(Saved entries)
• • •

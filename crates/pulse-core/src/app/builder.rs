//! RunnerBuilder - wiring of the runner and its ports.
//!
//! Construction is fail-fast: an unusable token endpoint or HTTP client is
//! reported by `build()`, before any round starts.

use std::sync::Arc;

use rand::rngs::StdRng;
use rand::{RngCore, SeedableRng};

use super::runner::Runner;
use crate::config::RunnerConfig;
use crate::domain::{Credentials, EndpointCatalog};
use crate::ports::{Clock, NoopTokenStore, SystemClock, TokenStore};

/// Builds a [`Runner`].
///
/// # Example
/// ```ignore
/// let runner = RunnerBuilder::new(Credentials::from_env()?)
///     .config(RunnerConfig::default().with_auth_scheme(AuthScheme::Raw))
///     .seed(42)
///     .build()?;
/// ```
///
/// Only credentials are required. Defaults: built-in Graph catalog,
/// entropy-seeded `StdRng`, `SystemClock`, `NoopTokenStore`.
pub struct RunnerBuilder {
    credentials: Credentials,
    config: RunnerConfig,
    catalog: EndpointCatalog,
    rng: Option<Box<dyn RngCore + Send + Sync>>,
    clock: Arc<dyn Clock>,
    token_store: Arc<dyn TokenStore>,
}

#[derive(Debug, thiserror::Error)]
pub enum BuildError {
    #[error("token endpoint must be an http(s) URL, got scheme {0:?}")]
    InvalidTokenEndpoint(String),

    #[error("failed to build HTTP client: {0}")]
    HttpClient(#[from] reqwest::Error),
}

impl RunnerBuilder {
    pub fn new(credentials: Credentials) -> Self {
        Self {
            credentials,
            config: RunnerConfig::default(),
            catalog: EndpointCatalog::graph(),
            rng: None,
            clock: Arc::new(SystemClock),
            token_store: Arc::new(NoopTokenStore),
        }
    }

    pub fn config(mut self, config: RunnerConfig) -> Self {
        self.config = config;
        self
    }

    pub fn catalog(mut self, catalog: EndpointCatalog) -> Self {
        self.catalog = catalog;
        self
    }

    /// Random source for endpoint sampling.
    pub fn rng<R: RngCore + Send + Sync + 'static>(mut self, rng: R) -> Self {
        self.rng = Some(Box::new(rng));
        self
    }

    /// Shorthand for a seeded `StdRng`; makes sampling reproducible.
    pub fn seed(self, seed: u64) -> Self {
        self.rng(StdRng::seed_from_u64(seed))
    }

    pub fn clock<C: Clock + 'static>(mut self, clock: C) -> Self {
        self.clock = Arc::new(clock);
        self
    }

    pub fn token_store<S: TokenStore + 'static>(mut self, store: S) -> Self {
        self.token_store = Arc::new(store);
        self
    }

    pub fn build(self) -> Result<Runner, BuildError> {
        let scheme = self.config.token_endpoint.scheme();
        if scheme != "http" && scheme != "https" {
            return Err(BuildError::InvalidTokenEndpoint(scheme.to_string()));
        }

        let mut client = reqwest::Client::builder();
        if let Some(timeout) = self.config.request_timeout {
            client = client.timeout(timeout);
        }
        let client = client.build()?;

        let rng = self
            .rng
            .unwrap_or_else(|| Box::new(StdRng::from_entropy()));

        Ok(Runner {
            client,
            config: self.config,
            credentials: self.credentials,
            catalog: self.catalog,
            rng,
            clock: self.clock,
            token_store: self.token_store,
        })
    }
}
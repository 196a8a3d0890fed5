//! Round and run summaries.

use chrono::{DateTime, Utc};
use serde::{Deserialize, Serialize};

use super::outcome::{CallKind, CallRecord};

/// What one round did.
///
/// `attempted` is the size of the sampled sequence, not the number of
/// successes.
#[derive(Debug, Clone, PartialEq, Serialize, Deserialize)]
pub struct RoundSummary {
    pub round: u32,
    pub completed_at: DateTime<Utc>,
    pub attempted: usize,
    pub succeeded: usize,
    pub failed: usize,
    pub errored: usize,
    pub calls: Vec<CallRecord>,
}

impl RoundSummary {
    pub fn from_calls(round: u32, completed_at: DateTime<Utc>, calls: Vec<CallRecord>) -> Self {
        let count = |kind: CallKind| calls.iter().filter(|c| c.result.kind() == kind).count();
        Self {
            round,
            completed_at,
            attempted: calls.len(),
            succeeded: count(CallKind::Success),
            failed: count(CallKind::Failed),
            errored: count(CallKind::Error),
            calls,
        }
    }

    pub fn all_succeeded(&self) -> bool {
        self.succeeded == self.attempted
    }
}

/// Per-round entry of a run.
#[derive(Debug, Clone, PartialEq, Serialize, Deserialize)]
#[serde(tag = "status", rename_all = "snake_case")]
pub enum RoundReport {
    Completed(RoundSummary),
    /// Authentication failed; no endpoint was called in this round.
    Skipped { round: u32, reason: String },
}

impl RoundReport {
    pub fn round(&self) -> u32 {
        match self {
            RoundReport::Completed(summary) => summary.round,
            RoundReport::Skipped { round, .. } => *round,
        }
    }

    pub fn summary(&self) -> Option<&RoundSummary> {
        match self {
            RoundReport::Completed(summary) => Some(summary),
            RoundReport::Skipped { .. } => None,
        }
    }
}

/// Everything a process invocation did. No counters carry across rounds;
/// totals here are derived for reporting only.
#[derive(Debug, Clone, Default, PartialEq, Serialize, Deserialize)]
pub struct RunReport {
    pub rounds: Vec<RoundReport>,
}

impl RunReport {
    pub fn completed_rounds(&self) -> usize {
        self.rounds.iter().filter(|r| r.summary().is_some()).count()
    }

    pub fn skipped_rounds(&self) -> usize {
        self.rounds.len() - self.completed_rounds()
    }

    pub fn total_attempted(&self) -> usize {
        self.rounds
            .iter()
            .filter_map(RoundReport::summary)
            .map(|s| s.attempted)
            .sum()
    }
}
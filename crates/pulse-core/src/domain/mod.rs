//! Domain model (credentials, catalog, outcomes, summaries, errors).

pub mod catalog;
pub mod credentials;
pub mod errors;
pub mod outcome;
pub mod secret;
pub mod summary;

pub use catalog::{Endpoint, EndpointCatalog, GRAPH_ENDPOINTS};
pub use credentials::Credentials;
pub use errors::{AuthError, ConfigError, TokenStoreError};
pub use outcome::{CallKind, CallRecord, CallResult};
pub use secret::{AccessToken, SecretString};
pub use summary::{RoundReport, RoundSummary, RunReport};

• • •

Exercise instructions:
What's needed is every entry, returned word for word.

Task solution:
filename crates/pulse-core/src/app/builder.rs
//! RunnerBuilder - wiring of the runner and its ports.
//!
//! Construction is fail-fast: an unusable token endpoint or HTTP client is
//! reported by `build()`, before any round starts.

use std::sync::Arc;

use rand::rngs::StdRng;
use rand::{RngCore, SeedableRng};

use super::runner::Runner;
use crate::config::RunnerConfig;
use crate::domain::{Credentials, EndpointCatalog};
use crate::ports::{Clock, NoopTokenStore, SystemClock, TokenStore};

/// Builds a [`Runner`].
///
/// # Example
/// ```ignore
/// let runner = RunnerBuilder::new(Credentials::from_env()?)
///     .config(RunnerConfig::default().with_auth_scheme(AuthScheme::Raw))
///     .seed(42)
///     .build()?;
/// ```
///
/// Only credentials are required. Defaults: built-in Graph catalog,
/// entropy-seeded `StdRng`, `SystemClock`, `NoopTokenStore`.
pub struct RunnerBuilder {
    credentials: Credentials,
    config: RunnerConfig,
    catalog: EndpointCatalog,
    rng: Option<Box<dyn RngCore + Send + Sync>>,
    clock: Arc<dyn Clock>,
    token_store: Arc<dyn TokenStore>,
}

#[derive(Debug, thiserror::Error)]
pub enum BuildError {
    #[error("token endpoint must be an http(s) URL, got scheme {0:?}")]
    InvalidTokenEndpoint(String),

    #[error("failed to build HTTP client: {0}")]
    HttpClient(#[from] reqwest::Error),
}

impl RunnerBuilder {
    pub fn new(credentials: Credentials) -> Self {
        Self {
            credentials,
            config: RunnerConfig::default(),
            catalog: EndpointCatalog::graph(),
            rng: None,
            clock: Arc::new(SystemClock),
            token_store: Arc::new(NoopTokenStore),
        }
    }

    pub fn config(mut self, config: RunnerConfig) -> Self {
        self.config = config;
        self
    }

    pub fn catalog(mut self, catalog: EndpointCatalog) -> Self {
        self.catalog = catalog;
        self
    }

    /// Random source for endpoint sampling.
    pub fn rng<R: RngCore + Send + Sync + 'static>(mut self, rng: R) -> Self {
        self.rng = Some(Box::new(rng));
        self
    }

    /// Shorthand for a seeded `StdRng`; makes sampling reproducible.
    pub fn seed(self, seed: u64) -> Self {
        self.rng(StdRng::seed_from_u64(seed))
    }

    pub fn clock<C: Clock + 'static>(mut self, clock: C) -> Self {
        self.clock = Arc::new(clock);
        self
    }

    pub fn token_store<S: TokenStore + 'static>(mut self, store: S) -> Self {
        self.token_store = Arc::new(store);
        self
    }

    pub fn build(self) -> Result<Runner, BuildError> {
        let scheme = self.config.token_endpoint.scheme();
        if scheme != "http" && scheme != "https" {
            return Err(BuildError::InvalidTokenEndpoint(scheme.to_string()));
        }

        let mut client = reqwest::Client::builder();
        if let Some(timeout) = self.config.request_timeout {
            client = client.timeout(timeout);
        }
        let client = client.build()?;

        let rng = self
            .rng
            .unwrap_or_else(|| Box::new(StdRng::from_entropy()));

        Ok(Runner {
            client,
            config: self.config,
            credentials: self.credentials,
            catalog: self.catalog,
            rng,
            clock: self.clock,
            token_store: self.token_store,
        })
    }
}
repository 196a8a3d0890fed5
//! Round and run summaries.

use chrono::{DateTime, Utc};
use serde::{Deserialize, Serialize};

use super::outcome::{CallKind, CallRecord};

/// What one round did.
///
/// `attempted` is the size of the sampled sequence, not the number of
/// successes.
#[derive(Debug, Clone, PartialEq, Serialize, Deserialize)]
pub struct RoundSummary {
    pub round: u32,
    pub completed_at: DateTime<Utc>,
    pub attempted: usize,
    pub succeeded: usize,
    pub failed: usize,
    pub errored: usize,
    pub calls: Vec<CallRecord>,
}

impl RoundSummary {
    pub fn from_calls(round: u32, completed_at: DateTime<Utc>, calls: Vec<CallRecord>) -> Self {
        let count = |kind: CallKind| calls.iter().filter(|c| c.result.kind() == kind).count();
        Self {
            round,
            completed_at,
            attempted: calls.len(),
            succeeded: count(CallKind::Success),
            failed: count(CallKind::Failed),
            errored: count(CallKind::Error),
            calls,
        }
    }

    pub fn all_succeeded(&self) -> bool {
        self.succeeded == self.attempted
    }
}

/// Per-round entry of a run.
#[derive(Debug, Clone, PartialEq, Serialize, Deserialize)]
#[serde(tag = "status", rename_all = "snake_case")]
pub enum RoundReport {
    Completed(RoundSummary),
    /// Authentication failed; no endpoint was called in this round.
    Skipped { round: u32, reason: String },
}

impl RoundReport {
    pub fn round(&self) -> u32 {
        match self {
            RoundReport::Completed(summary) => summary.round,
            RoundReport::Skipped { round, .. } => *round,
        }
    }

    pub fn summary(&self) -> Option<&RoundSummary> {
        match self {
            RoundReport::Completed(summary) => Some(summary),
            RoundReport::Skipped { .. } => None,
        }
    }
}

/// Everything a process invocation did. No counters carry across rounds;
/// totals here are derived for reporting only.
#[derive(Debug, Clone, Default, PartialEq, Serialize, Deserialize)]
pub struct RunReport {
    pub rounds: Vec<RoundReport>,
}

impl RunReport {
    pub fn completed_rounds(&self) -> usize {
        self.rounds.iter().filter(|r| r.summary().is_some()).count()
    }

    pub fn skipped_rounds(&self) -> usize {
        self.rounds.len() - self.completed_rounds()
    }

    pub fn total_attempted(&self) -> usize {
        self.rounds
            .iter()
            .filter_map(RoundReport::summary)
            .map(|s| s.attempted)
            .sum()
    }
}
filename crates/pulse-core/src/domain/mod.rs
//! Domain model (credentials, catalog, outcomes, summaries, errors).

pub mod catalog;
pub mod credentials;
pub mod errors;
pub mod outcome;
pub mod secret;
pub mod summary;

pub use catalog::{Endpoint, EndpointCatalog, GRAPH_ENDPOINTS};
pub use credentials::Credentials;
pub use errors::{AuthError, ConfigError, TokenStoreError};
pub use outcome::{CallKind, CallRecord, CallResult};
pub use secret::{AccessToken, SecretString};
pub use summary::{RoundReport, RoundSummary, RunReport};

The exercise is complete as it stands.